### WORK REQUEST
Below is a set of records. Please retype every one exactly.

Collected data entries
//! `heddle` — command line for the Heddle loom tracker.
//!
//! # Usage
//!
//! ```text
//! heddle status
//! heddle status 1
//! heddle submit 1 12.5 --cone 4 --note "morning delivery"
//! heddle close 1
//! heddle export backup.json
//! ```
//!
//! The dataset lives in one SQLite file, located by `--store-path`, the
//! `HEDDLE_STORE_PATH` environment variable, or `store_path` in the config
//! file, in that order. `--ephemeral` swaps in a throwaway in-memory store,
//! handy for trying commands out without touching real data.

mod commands;
mod render;

use std::{
  path::{Path, PathBuf},
  sync::Arc,
};

use anyhow::Context as _;
use clap::{Parser, Subcommand, ValueEnum};
use heddle_core::{gateway::SyncGateway, transaction::Material};
use heddle_engine::{BatchEngine, EntityStore};
use heddle_store_memory::MemoryGateway;
use heddle_store_sqlite::SqliteGateway;
use rust_decimal::Decimal;
use serde::Deserialize;
use tracing::level_filters::LevelFilter;
use tracing_subscriber::EnvFilter;

// ─── CLI args ─────────────────────────────────────────────────────────────────

#[derive(Parser)]
#[command(name = "heddle", version, about = "Batch lifecycle tracker for handloom production")]
struct Cli {
  /// Path to the TOML configuration file.
  #[arg(short, long, default_value = "heddle.toml")]
  config: PathBuf,

  /// SQLite database path; overrides the config file.
  #[arg(long, value_name = "FILE")]
  store_path: Option<PathBuf>,

  /// Use a throwaway in-memory store instead of SQLite.
  #[arg(long)]
  ephemeral: bool,

  #[command(subcommand)]
  command: Command,
}

#[derive(Subcommand)]
pub(crate) enum Command {
  /// Show every loom, or one loom's full report.
  Status {
    /// Loom to report on; all looms when omitted.
    loom: Option<String>,
  },

  /// Record finished warps against a loom's active batch.
  Submit {
    loom:  String,
    /// Warps produced.
    units: Decimal,

    /// Cone yarn received during the same visit.
    #[arg(long, value_name = "QTY")]
    cone: Option<Decimal>,

    /// Jarigai thread received during the same visit.
    #[arg(long, value_name = "QTY")]
    jarigai: Option<Decimal>,

    /// Free-text note attached to every entry this records.
    #[arg(long)]
    note: Option<String>,
  },

  /// Record raw material received into a loom's active batch.
  Receive {
    loom:     String,
    material: RawMaterial,
    quantity: Decimal,

    #[arg(long)]
    note: Option<String>,
  },

  /// Record raw material sent back out of a loom's active batch.
  Return {
    loom:     String,
    material: RawMaterial,
    quantity: Decimal,

    #[arg(long)]
    note: Option<String>,
  },

  /// Close the active batch where it stands and open the next one.
  Close { loom: String },

  /// Show or change a loom's batch target and consumption factors.
  Settings {
    loom: String,

    /// New batch completion target, in warps.
    #[arg(long, value_name = "UNITS")]
    target: Option<Decimal>,

    /// Cone yarn consumed per warp.
    #[arg(long, value_name = "FACTOR")]
    cone_factor: Option<Decimal>,

    /// Jarigai thread consumed per warp.
    #[arg(long, value_name = "FACTOR")]
    jarigai_factor: Option<Decimal>,
  },

  /// Write the whole dataset as JSON.
  Export {
    /// Destination file; stdout when omitted.
    file: Option<PathBuf>,
  },

  /// Replace the whole dataset from a JSON export.
  Import {
    file: PathBuf,

    /// Skip the confirmation prompt.
    #[arg(long)]
    yes: bool,
  },

  /// Delete a loom's archived transactions and closure records.
  Purge {
    loom: String,

    /// Skip the confirmation prompt.
    #[arg(long)]
    yes: bool,
  },

  /// Wipe the store and reseed the default looms.
  Reset {
    /// Seed looms with no stock instead of the customary openings.
    #[arg(long)]
    zeroed: bool,

    /// Skip the confirmation prompt.
    #[arg(long)]
    yes: bool,
  },
}

/// Raw materials a movement can name. The produced unit (warp) is counted
/// through `submit`, never received or returned.
#[derive(Debug, Clone, Copy, ValueEnum)]
pub(crate) enum RawMaterial {
  Cone,
  Jarigai,
}

impl From<RawMaterial> for Material {
  fn from(material: RawMaterial) -> Self {
    match material {
      RawMaterial::Cone => Material::Cone,
      RawMaterial::Jarigai => Material::Jarigai,
    }
  }
}

// ─── Config file ──────────────────────────────────────────────────────────────

/// Shape of the optional TOML config file; `HEDDLE_`-prefixed environment
/// variables override it.
#[derive(Debug, Deserialize)]
#[serde(default)]
struct CliConfig {
  store_path: PathBuf,
}

impl Default for CliConfig {
  fn default() -> Self {
    Self { store_path: PathBuf::from("~/.local/share/heddle/heddle.db") }
  }
}

// ─── Entry point ──────────────────────────────────────────────────────────────

#[tokio::main]
async fn main() -> anyhow::Result<()> {
  tracing_subscriber::fmt()
    .with_env_filter(
      EnvFilter::builder()
        .with_default_directive(LevelFilter::INFO.into())
        .from_env_lossy(),
    )
    .init();

  let cli = Cli::parse();

  let settings = config::Config::builder()
    .add_source(config::File::from(cli.config.clone()).required(false))
    .add_source(config::Environment::with_prefix("HEDDLE"))
    .build()
    .context("failed to read configuration")?;
  let file_cfg: CliConfig = settings
    .try_deserialize()
    .context("failed to deserialise configuration")?;

  if cli.ephemeral {
    let gateway = Arc::new(MemoryGateway::new());
    return run(gateway, cli.command).await;
  }

  let store_path =
    expand_tilde(&cli.store_path.unwrap_or(file_cfg.store_path));
  if let Some(parent) = store_path.parent()
    && !parent.as_os_str().is_empty()
  {
    std::fs::create_dir_all(parent)
      .with_context(|| format!("failed to create {parent:?}"))?;
  }
  let gateway = SqliteGateway::open(&store_path)
    .await
    .with_context(|| format!("failed to open store at {store_path:?}"))?;
  run(Arc::new(gateway), cli.command).await
}

async fn run<G: SyncGateway + 'static>(
  gateway: Arc<G>,
  command: Command,
) -> anyhow::Result<()> {
  let store = Arc::new(EntityStore::open(gateway));
  let engine = BatchEngine::new(store);
  commands::dispatch(&engine, command).await
}

/// Expand a leading `~` to the user's home directory.
fn expand_tilde(path: &Path) -> PathBuf {
  let s = path.to_string_lossy();
  if let Some(rest) = s.strip_prefix("~/")
    && let Ok(home) = std::env::var("HOME")
  {
    return PathBuf::from(home).join(rest);
  }
  path.to_path_buf()
}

### THE COMPLETED TASK
//! `heddle` — command line for the Heddle loom tracker.
//!
//! # Usage
//!
//! ```text
//! heddle status
//! heddle status 1
//! heddle submit 1 12.5 --cone 4 --note "morning delivery"
//! heddle close 1
//! heddle export backup.json
//! ```
//!
//! The dataset lives in one SQLite file, located by `--store-path`, the
//! `HEDDLE_STORE_PATH` environment variable, or `store_path` in the config
//! file, in that order. `--ephemeral` swaps in a throwaway in-memory store,
//! handy for trying commands out without touching real data.

mod commands;
mod render;

use std::{
  path::{Path, PathBuf},
  sync::Arc,
};

use anyhow::Context as _;
use clap::{Parser, Subcommand, ValueEnum};
use heddle_core::{gateway::SyncGateway, transaction::Material};
use heddle_engine::{BatchEngine, EntityStore};
use heddle_store_memory::MemoryGateway;
use heddle_store_sqlite::SqliteGateway;
use rust_decimal::Decimal;
use serde::Deserialize;
use tracing::level_filters::LevelFilter;
use tracing_subscriber::EnvFilter;

// ─── CLI args ─────────────────────────────────────────────────────────────────

#[derive(Parser)]
#[command(name = "heddle", version, about = "Batch lifecycle tracker for handloom production")]
struct Cli {
  /// Path to the TOML configuration file.
  #[arg(short, long, default_value = "heddle.toml")]
  config: PathBuf,

  /// SQLite database path; overrides the config file.
  #[arg(long, value_name = "FILE")]
  store_path: Option<PathBuf>,

  /// Use a throwaway in-memory store instead of SQLite.
  #[arg(long)]
  ephemeral: bool,

  #[command(subcommand)]
  command: Command,
}

#[derive(Subcommand)]
pub(crate) enum Command {
  /// Show every loom, or one loom's full report.
  Status {
    /// Loom to report on; all looms when omitted.
    loom: Option<String>,
  },

  /// Record finished warps against a loom's active batch.
  Submit {
    loom:  String,
    /// Warps produced.
    units: Decimal,

    /// Cone yarn received during the same visit.
    #[arg(long, value_name = "QTY")]
    cone: Option<Decimal>,

    /// Jarigai thread received during the same visit.
    #[arg(long, value_name = "QTY")]
    jarigai: Option<Decimal>,

    /// Free-text note attached to every entry this records.
    #[arg(long)]
    note: Option<String>,
  },

  /// Record raw material received into a loom's active batch.
  Receive {
    loom:     String,
    material: RawMaterial,
    quantity: Decimal,

    #[arg(long)]
    note: Option<String>,
  },

  /// Record raw material sent back out of a loom's active batch.
  Return {
    loom:     String,
    material: RawMaterial,
    quantity: Decimal,

    #[arg(long)]
    note: Option<String>,
  },

  /// Close the active batch where it stands and open the next one.
  Close { loom: String },

  /// Show or change a loom's batch target and consumption factors.
  Settings {
    loom: String,

    /// New batch completion target, in warps.
    #[arg(long, value_name = "UNITS")]
    target: Option<Decimal>,

    /// Cone yarn consumed per warp.
    #[arg(long, value_name = "FACTOR")]
    cone_factor: Option<Decimal>,

    /// Jarigai thread consumed per warp.
    #[arg(long, value_name = "FACTOR")]
    jarigai_factor: Option<Decimal>,
  },

  /// Write the whole dataset as JSON.
  Export {
    /// Destination file; stdout when omitted.
    file: Option<PathBuf>,
  },

  /// Replace the whole dataset from a JSON export.
  Import {
    file: PathBuf,

    /// Skip the confirmation prompt.
    #[arg(long)]
    yes: bool,
  },

  /// Delete a loom's archived transactions and closure records.
  Purge {
    loom: String,

    /// Skip the confirmation prompt.
    #[arg(long)]
    yes: bool,
  },

  /// Wipe the store and reseed the default looms.
  Reset {
    /// Seed looms with no stock instead of the customary openings.
    #[arg(long)]
    zeroed: bool,

    /// Skip the confirmation prompt.
    #[arg(long)]
    yes: bool,
  },
}

/// Raw materials a movement can name. The produced unit (warp) is counted
/// through `submit`, never received or returned.
#[derive(Debug, Clone, Copy, ValueEnum)]
pub(crate) enum RawMaterial {
  Cone,
  Jarigai,
}

impl From<RawMaterial> for Material {
  fn from(material: RawMaterial) -> Self {
    match material {
      RawMaterial::Cone => Material::Cone,
      RawMaterial::Jarigai => Material::Jarigai,
    }
  }
}

// ─── Config file ──────────────────────────────────────────────────────────────

/// Shape of the optional TOML config file; `HEDDLE_`-prefixed environment
/// variables override it.
#[derive(Debug, Deserialize)]
#[serde(default)]
struct CliConfig {
  store_path: PathBuf,
}

impl Default for CliConfig {
  fn default() -> Self {
    Self { store_path: PathBuf::from("~/.local/share/heddle/heddle.db") }
  }
}

// ─── Entry point ──────────────────────────────────────────────────────────────

#[tokio::main]
async fn main() -> anyhow::Result<()> {
  tracing_subscriber::fmt()
    .with_env_filter(
      EnvFilter::builder()
        .with_default_directive(LevelFilter::INFO.into())
        .from_env_lossy(),
    )
    .init();

  let cli = Cli::parse();

  let settings = config::Config::builder()
    .add_source(config::File::from(cli.config.clone()).required(false))
    .add_source(config::Environment::with_prefix("HEDDLE"))
    .build()
    .context("failed to read configuration")?;
  let file_cfg: CliConfig = settings
    .try_deserialize()
    .context("failed to deserialise configuration")?;

  if cli.ephemeral {
    let gateway = Arc::new(MemoryGateway::new());
    return run(gateway, cli.command).await;
  }

  let store_path =
    expand_tilde(&cli.store_path.unwrap_or(file_cfg.store_path));
  if let Some(parent) = store_path.parent()
    && !parent.as_os_str().is_empty()
  {
    std::fs::create_dir_all(parent)
      .with_context(|| format!("failed to create {parent:?}"))?;
  }
  let gateway = SqliteGateway::open(&store_path)
    .await
    .with_context(|| format!("failed to open store at {store_path:?}"))?;
  run(Arc::new(gateway), cli.command).await
}

async fn run<G: SyncGateway + 'static>(
  gateway: Arc<G>,
  command: Command,
) -> anyhow::Result<()> {
  let store = Arc::new(EntityStore::open(gateway));
  let engine = BatchEngine::new(store);
  commands::dispatch(&engine, command).await
}

/// Expand a leading `~` to the user's home directory.
fn expand_tilde(path: &Path) -> PathBuf {
  let s = path.to_string_lossy();
  if let Some(rest) = s.strip_prefix("~/")
    && let Ok(home) = std::env::var("HOME")
  {
    return PathBuf::from(home).join(rest);
  }
  path.to_path_buf()
}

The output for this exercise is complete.